La Cour des comptes a publié vendredi 28 octobre 2022 un rapport sur la rénovation énergétique des bâtiments, dont les conclusions confirment la pertinence des amendements que nous présenterons. Il faut massifier les rénovations en imposant un niveau minimal de gain énergétique que nous proposons de fixer à 35 %, donner la priorité aux rénovations complètes et performantes, et instaurer un système qui réduise à zéro le reste à charge pour tous les ménages, selon le principe du dispositif de prime pour le climat que le groupe Socialistes et apparentés propose depuis 2019 et que Jean-Louis Bricout a évoqué il y a quelques instants. Le coût budgétaire de 7 milliards serait le même que celui de la suppression de l'impôt sur la production, qui bénéficiera presque exclusivement aux grandes entreprises. Ce n'est donc pas une affaire de moyens, mais de mauvaises priorités politiques.
Nous ne pouvons que regretter également l'insuffisante ambition pour une revalorisation du chèque énergie qui permette tout à la fois d'étendre le champ des bénéficiaires et de majorer la valeur du chèque pour les ménages les plus modestes. Au regard de l'inflation et des prix des énergies, même avec le bouclier tarifaire, l'évolution de la valeur du chèque demeure très insuffisante.

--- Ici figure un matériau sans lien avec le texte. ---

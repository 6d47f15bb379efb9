//! Request handlers, grouped by API surface.

pub mod acl;
pub mod info;
pub mod interfaces;
pub mod ip;
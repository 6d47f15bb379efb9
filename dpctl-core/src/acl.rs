//! Access-control list service.

use crate::convert;
use crate::domain::{AclInfo, AclRule};
use crate::error::{map_remote, CoreError};
use dpctl_client::Client;
use dpctl_wire::acl::{
    AclAddReplace, AclAddReplaceReply, AclDel, AclDelReply, AclDetails, AclDump, ANY_ACL,
};

pub struct AclService {
    client: Client,
}

impl AclService {
    pub fn new(client: Client) -> Self {
        Self { client }
    }

    /// Creates an ACL and returns its index. An ACL must carry at least
    /// one rule.
    pub async fn create(&self, name: &str, rules: &[AclRule]) -> Result<u32, CoreError> {
        if rules.is_empty() {
            return Err(CoreError::InvalidInput {
                reason: "acl must contain at least one rule".into(),
            });
        }

        let reply: AclAddReplaceReply = self
            .client
            .call(AclAddReplace {
                acl_index: ANY_ACL,
                tag: name.to_string(),
                rules: convert::acl_rules_to_wire(rules),
            })
            .await
            .map_err(CoreError::Dataplane)?;

        tracing::info!(acl_index = reply.acl_index, name, "ACL created");
        Ok(reply.acl_index)
    }

    /// Replaces the rules of an existing ACL.
    pub async fn update(&self, id: u32, rules: &[AclRule]) -> Result<(), CoreError> {
        if rules.is_empty() {
            return Err(CoreError::InvalidInput {
                reason: "acl must contain at least one rule".into(),
            });
        }

        self.client
            .call::<_, AclAddReplaceReply>(AclAddReplace {
                acl_index: id,
                tag: String::new(),
                rules: convert::acl_rules_to_wire(rules),
            })
            .await
            .map_err(|err| map_remote(format!("ACL {id}"), err))?;

        tracing::info!(acl_index = id, "ACL updated");
        Ok(())
    }

    pub async fn delete(&self, id: u32) -> Result<(), CoreError> {
        self.client
            .call::<_, AclDelReply>(AclDel { acl_index: id })
            .await
            .map_err(|err| map_remote(format!("ACL {id}"), err))?;
        tracing::info!(acl_index = id, "ACL deleted");
        Ok(())
    }

    pub async fn list(&self) -> Result<Vec<AclInfo>, CoreError> {
        let acls = self
            .client
            .dump(AclDump::default(), |msg| {
                let details = msg.into_any().downcast::<AclDetails>().ok()?;
                Some(AclInfo {
                    id: details.acl_index,
                    name: details.tag,
                    rules: convert::acl_rules_from_wire(&details.rules),
                })
            })
            .await?;
        Ok(acls)
    }
}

De plus, nous sommes placés dans une situation quelque peu étonnante pour en débattre : le Gouvernement a présenté un train de mesures trente minutes avant l'expiration du délai de dépôt sur cette mission et, le lendemain, a déposé un amendement proposant un tout nouveau mécanisme dont le dispositif juridique est décrit en douze pages, sans étude d'impact, et qui n'a été chiffré que très tardivement, puisqu'un amendement de crédits a été déposé hier soir. Nous disposons donc d'une analyse détaillée du coût de ce dispositif, ce que nous attendions, mais reconnaissez, madame la ministre, que le respect de la bonne information de la représentation nationale n'a eu lieu qu'in extremis, ce qui n'est pas satisfaisant. En outre, vous renvoyez à la voie réglementaire, après avis de la CRE, des éléments fondamentaux du dispositif tels que le champ des bénéficiaires potentiels parmi les collectivités, les entreprises et les associations ne bénéficiant pas actuellement des tarifs réglementés.
Eu regard aux insuffisances que nous avons dénoncées, qui concernent tant la rénovation énergétique que le chèque énergie, et étant donné les nombreuses inconnues au sujet du bouclier tarifaire à ce stade, le groupe Socialistes et apparentés votera contre les crédits de la mission.